An attempt was made by Olson to levy the taxes to fund the three police officer positions, but only she supported it. According to City Finance Director David Lakefield, those three positions would cost $225,127 which he said is roughly equivalent to one mill and would be about four and a half dollars per $100,000 in property taxes. 

“I think it’s money well spent,” said Olson. “I have a little heart burn on the budget amendments that we are going to have to consider in 2023. We deal with budget amendments on a regular basis but it’s typically because of some unknown issue that has come before, and we have to deal with it. Right now, I think it’s our due diligence to levy for these positions if we anticipate that we would approve them in 2023.” 

Alderman Roscoe Streyle responded saying this is a good way to meet halfway as there are 10 open positions at the Minot Police Department. 

“It’s saying ok, prove that you can fill them,” said Streyle. “There’s nobody up here that doesn’t want them filled. The fact of the matter is we can’t fill them. We’re authorizing something we know isn’t going to happen, so why fund them at this point. If they get filled, we can come with a budget amendment, and I don’t get why those are scary. To me that’s just being prudent. I won’t support anything that increases the mill levy a dime for the 2023 budget.” 
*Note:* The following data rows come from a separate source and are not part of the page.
//! Real-time scheduling helpers (Linux SCHED_FIFO / mlockall).

use crate::cli::RtLock;

#[cfg(target_os = "linux")]
pub fn setup_rt_once(rt: bool, prio: Option<i32>, lock: RtLock) {
    use libc::{
        MCL_CURRENT, MCL_FUTURE, SCHED_FIFO, mlockall, sched_get_priority_max,
        sched_get_priority_min, sched_param, sched_setscheduler,
    };
    use std::sync::OnceLock;
    static RT_ONCE: OnceLock<()> = OnceLock::new();

    if !rt {
        return;
    }

    fn try_apply_mem_lock(lock: RtLock) -> std::io::Result<()> {
        let flags = match lock {
            RtLock::None => return Ok(()),
            RtLock::Current => MCL_CURRENT,
            RtLock::All => MCL_CURRENT | MCL_FUTURE,
        };
        let rc = unsafe { mlockall(flags) };
        if rc != 0 {
            Err(std::io::Error::last_os_error())
        } else {
            Ok(())
        }
    }

    // Apply SCHED_FIFO priority, clamped to the system range.
    fn try_apply_fifo_priority(prio: Option<i32>) -> std::io::Result<i32> {
        let (min, max) = unsafe {
            let min = sched_get_priority_min(SCHED_FIFO);
            let max = sched_get_priority_max(SCHED_FIFO);
            if min < 0 || max < 0 {
                (1, 99)
            } else {
                (min, max)
            }
        };
        let prio_val = prio.unwrap_or(max).clamp(min, max);
        let param = sched_param {
            sched_priority: prio_val,
        };
        let rc = unsafe { sched_setscheduler(0, SCHED_FIFO, &param) };
        if rc != 0 {
            Err(std::io::Error::last_os_error())
        } else {
            Ok(prio_val)
        }
    }

    RT_ONCE.get_or_init(|| {
        match try_apply_mem_lock(lock) {
            Ok(()) => tracing::info!(mode = ?lock, "rt memory lock applied"),
            Err(err) => tracing::warn!(
                mode = ?lock,
                error = %err,
                "mlockall failed; needs CAP_IPC_LOCK (or root) and sufficient 'ulimit -l'"
            ),
        }
        match try_apply_fifo_priority(prio) {
            Ok(p) => tracing::info!(priority = p, "SCHED_FIFO applied"),
            Err(err) => tracing::warn!(
                priority = ?prio,
                error = %err,
                "sched_setscheduler(SCHED_FIFO) failed; needs CAP_SYS_NICE or root"
            ),
        }
    });
}

#[cfg(not(target_os = "linux"))]
pub fn setup_rt_once(rt: bool, _prio: Option<i32>, _lock: RtLock) {
    if rt {
        tracing::warn!("real-time mode is only supported on Linux; continuing without it");
    }
}
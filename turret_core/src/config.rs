//! Configuration types for the turret engine.
//!
//! These are the runtime configuration structs used by `TurretCore`.
//! They are separate from the TOML-deserialized config in `turret_config`.

/// Geometry and limits of one geared position axis.
#[derive(Debug, Clone)]
pub struct GearedAxisConfig {
    /// Encoder ticks per motor revolution.
    pub ticks_per_revolution: f64,
    /// Turret revolutions per motor revolution.
    pub gear_ratio: f64,
    /// `(min, max)` turret degrees; `None` disables software clamping.
    pub soft_limit_deg: Option<(f64, f64)>,
    /// Slew rate at full stick (turret degrees per second) when no live value is tuned.
    pub default_turn_rate_deg_per_s: f64,
}

impl Default for GearedAxisConfig {
    fn default() -> Self {
        Self {
            ticks_per_revolution: 4096.0,
            gear_ratio: 1.0,
            soft_limit_deg: None,
            default_turn_rate_deg_per_s: 45.0,
        }
    }
}

/// Flywheel geometry and spin-up tolerance.
#[derive(Debug, Clone)]
pub struct FlywheelCfg {
    pub ticks_per_revolution: f64,
    /// Motor revolutions per flywheel revolution.
    pub gear_ratio: f64,
    pub radius_in: f64,
    pub default_rpm: f64,
    /// At-speed window above the setpoint, native units per 100 ms.
    pub deadband_native: f64,
}

impl Default for FlywheelCfg {
    fn default() -> Self {
        Self {
            ticks_per_revolution: 2048.0,
            gear_ratio: 1.0,
            radius_in: 2.0,
            default_rpm: 4000.0,
            deadband_native: 200.0,
        }
    }
}

#[derive(Debug, Clone)]
pub struct FeederCfg {
    pub output_percent: f64,
}

impl Default for FeederCfg {
    fn default() -> Self {
        Self {
            output_percent: 0.5,
        }
    }
}

#[derive(Debug, Clone)]
pub struct TransferCfg {
    pub enabled: bool,
    pub output_percent: f64,
}

impl Default for TransferCfg {
    fn default() -> Self {
        Self {
            enabled: true,
            output_percent: 0.5,
        }
    }
}

/// Vision handling for auto-aim.
#[derive(Debug, Clone)]
pub struct AimCfg {
    /// Smooth the azimuth offset before use; elevation is never smoothed.
    pub use_filter: bool,
    pub filter_length: usize,
}

impl Default for AimCfg {
    fn default() -> Self {
        Self {
            use_filter: false,
            filter_length: 5,
        }
    }
}

/// Everything the builder needs besides the devices.
#[derive(Debug, Clone, Default)]
pub struct TurretCfg {
    pub azimuth: GearedAxisConfig,
    pub elevation: GearedAxisConfig,
    pub flywheel: FlywheelCfg,
    pub feeder: FeederCfg,
    pub transfer: TransferCfg,
    pub aim: AimCfg,
}
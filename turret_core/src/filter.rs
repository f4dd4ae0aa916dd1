//! Moving-average smoothing of vision offsets.

use std::collections::VecDeque;

/// Fixed-capacity window of the most recent samples.
#[derive(Debug, Clone)]
pub struct SmoothingWindow {
    buf: VecDeque<f64>,
    cap: usize,
}

impl SmoothingWindow {
    /// A zero length is treated as 1 (identity).
    pub fn new(len: usize) -> Self {
        let cap = len.max(1);
        Self {
            buf: VecDeque::with_capacity(cap),
            cap,
        }
    }

    /// Insert `sample`, evicting the oldest once full, and return the mean of
    /// the window.
    pub fn push(&mut self, sample: f64) -> f64 {
        self.buf.push_back(sample);
        if self.buf.len() > self.cap {
            self.buf.pop_front();
        }
        let mut sum = 0.0;
        let mut lo = f64::INFINITY;
        let mut hi = f64::NEG_INFINITY;
        for &v in &self.buf {
            sum += v;
            lo = lo.min(v);
            hi = hi.max(v);
        }
        let mean = sum / self.buf.len() as f64;
        // Rounding in the sum can land a hair outside the window's range.
        mean.clamp(lo, hi)
    }

    pub fn clear(&mut self) {
        self.buf.clear();
    }

    pub fn len(&self) -> usize {
        self.buf.len()
    }

    pub fn is_empty(&self) -> bool {
        self.buf.is_empty()
    }

    pub fn capacity(&self) -> usize {
        self.cap
    }
}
Andrew Sudbrink, Minot resident, expressed his frustration at he council’s previous spending, which included the approval of the City Hall wall, moving City Hall to the old Wells Fargo building, and investing in EPIC Companies’ renovations. 
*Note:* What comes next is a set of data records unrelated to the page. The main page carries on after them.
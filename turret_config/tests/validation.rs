use rstest::rstest;
use turret_config::{OverrunPolicy, load_toml};

const VALID: &str = r#"
[azimuth]
ticks_per_revolution = 4096
gear_ratio = 0.1
forward_soft_limit_deg = 90.0
reverse_soft_limit_deg = 90.0
default_turn_rate_deg = 60.0

[elevation]
ticks_per_revolution = 4096
gear_ratio = 0.25
default_turn_rate_deg = 20.0

[flywheel]
ticks_per_revolution = 2048
radius_in = 2.0
default_rpm = 4000.0
spin_up_deadband_ticks = 250.0

[feeder]
output_percent = 0.6

[aim]
use_filter = true
filter_length = 4
"#;

#[test]
fn accepts_minimal_config_and_fills_defaults() {
    let cfg = load_toml(VALID).expect("parse TOML");
    cfg.validate().expect("valid config should pass");

    assert_eq!(cfg.runner.period_ms, 20);
    assert_eq!(cfg.runner.overrun, OverrunPolicy::Warn);
    assert!(cfg.ball_transfer.enabled);
    assert_eq!(cfg.flywheel.gear_ratio, 1.0);
    // Elevation limits were left out entirely -> disabled
    assert_eq!(cfg.elevation.soft_limit_deg(), None);
    assert_eq!(cfg.azimuth.soft_limit_deg(), Some((-90.0, 90.0)));
}

#[test]
fn rejects_missing_flywheel_section() {
    let toml = VALID.replace("[flywheel]", "[flywheel_typo]");
    assert!(load_toml(&toml).is_err());
}

#[rstest]
#[case("gear_ratio = 0.1", "gear_ratio = 0.0", "azimuth.gear_ratio")]
#[case("ticks_per_revolution = 2048", "ticks_per_revolution = 0", "flywheel.ticks_per_revolution")]
#[case("radius_in = 2.0", "radius_in = -2.0", "flywheel.radius_in")]
#[case("radius_in = 2.0", "radius_in = 2.0\ngear_ratio = -2.0", "flywheel.gear_ratio")]
#[case("filter_length = 4", "filter_length = 0", "aim.filter_length")]
#[case("output_percent = 0.6", "output_percent = 1.5", "feeder.output_percent")]
#[case("spin_up_deadband_ticks = 250.0", "spin_up_deadband_ticks = -1.0", "spin_up_deadband_ticks")]
#[case("reverse_soft_limit_deg = 90.0", "reverse_soft_limit_deg = -5.0", "reverse_soft_limit_deg")]
fn rejects_invalid_values(#[case] from: &str, #[case] to: &str, #[case] needle: &str) {
    let toml = VALID.replacen(from, to, 1);
    let cfg = load_toml(&toml).expect("parse TOML");
    let err = cfg.validate().expect_err("should reject");
    assert!(
        format!("{err}").contains(needle),
        "expected {needle:?} in {err}"
    );
}

#[test]
fn parses_fatal_overrun_policy() {
    let toml = format!("{VALID}\n[runner]\nperiod_ms = 10\noverrun = \"fatal\"\n");
    let cfg = load_toml(&toml).expect("parse TOML");
    cfg.validate().expect("valid");
    assert_eq!(cfg.runner.overrun, OverrunPolicy::Fatal);
    assert_eq!(cfg.runner.period_ms, 10);
}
“Six million dollars for 30 spots, that’s $200,000 per parking spot,” said Sudbrink about the City Hall wall. “Not one citizen would think that’s a good deal. Now we have to sit and debate whether you can afford to hire a policeman or firefighter. It's embarrassing. Maybe EPIC ought to pay their property taxes like everyone else in this town.” 
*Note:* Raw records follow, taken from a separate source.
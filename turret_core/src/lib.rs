#![allow(clippy::module_name_repetitions, clippy::missing_errors_doc)]
#![cfg_attr(not(test), deny(clippy::unwrap_used, clippy::expect_used))]
//! Turret aim-and-fire control engine (hardware-agnostic).
//!
//! All hardware interactions go through the actuator and vision traits in
//! `turret_traits`. One `periodic(dt, cmd)` call per control period drives
//! the whole pipeline synchronously.
//!
//! ## Architecture
//!
//! - **Units**: degree/RPM to native-unit conversion with gear ratios (`units`)
//! - **Axes**: one generic position controller, instantiated for azimuth and elevation (`axis`)
//! - **Soft limits**: software clamp on every target mutation (`soft_limit`)
//! - **Aim**: vision offsets to absolute targets, optional azimuth smoothing (`aim`, `filter`)
//! - **Launcher**: flywheel velocity loop with at-speed deadband (`flywheel`)
//!   and the feeder interlock gated on it (`feed`)
//! - **Ball transfer**: ungated open-loop stage (`transfer`)
//! - **Runner**: fixed-period loop with overrun detection (`runner`)
//!
//! ## Units
//!
//! Axis targets are carried as `f64` native ticks so rate drift below one
//! tick per period still integrates; only the value written to the actuator
//! is rounded, and never past a soft limit (`soft_limit::quantize_inside`).

pub mod aim;
pub mod axis;
pub mod builder;
pub mod config;
pub mod conversions;
pub mod core;
pub mod error;
pub mod feed;
pub mod filter;
pub mod fixed_point;
pub mod flywheel;
pub mod hw_error;
pub mod mocks;
pub mod runner;
pub mod soft_limit;
pub mod status;
pub mod transfer;
pub mod tuning;
pub mod units;
pub mod util;

pub use aim::{AimController, AimSolution};
pub use axis::AxisController;
pub use builder::{Missing, Set, Turret, TurretBuilder, build_turret};
pub use config::{AimCfg, FeederCfg, FlywheelCfg, GearedAxisConfig, TransferCfg, TurretCfg};
pub use crate::core::TurretCore;
pub use error::{BuildError, TurretError};
pub use feed::{FeedInterlock, FeederState};
pub use flywheel::{FlywheelController, FlywheelState, at_speed};
pub use runner::{OverrunPolicy, RunParams, RunSummary};
pub use soft_limit::{SoftLimit, clamp};
pub use status::{AimMode, AxisTelemetry, FlywheelTelemetry, TurretCommand, TurretTelemetry};
pub use transfer::{BallTransfer, TransferState};
pub use units::{GearedScale, UnitError, convert};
Sudbrink said if the council oversaw a private business, they would run it into the ground. 

“I think the wall outside is a good example of maintaining infrastructure,” Pitner responded. “The reason for the increase in prices is because we’ve deferred that project for years. And that’s what happens when you defer maintenance, whether it be in the city or in your house.” 

“That wall is not just for parking spots. Without that wall, the collapse of that auditorium space into the lower space would happen,” said Alderwoman Carrie Evans. “When we had our original budget, we heard from citizens and taxpayers. This is a hard year for levies. I was very proud of this governing body. We took that and went into the budget and reduced it by $700,000, which was 3.09 mills from our original preliminary budget and a reduction of our 2022 budget. That equated to a property tax reduction of $7.24 in the $100,000 value. We hear the frustration. It’s always a balancing act. We do the best we can.”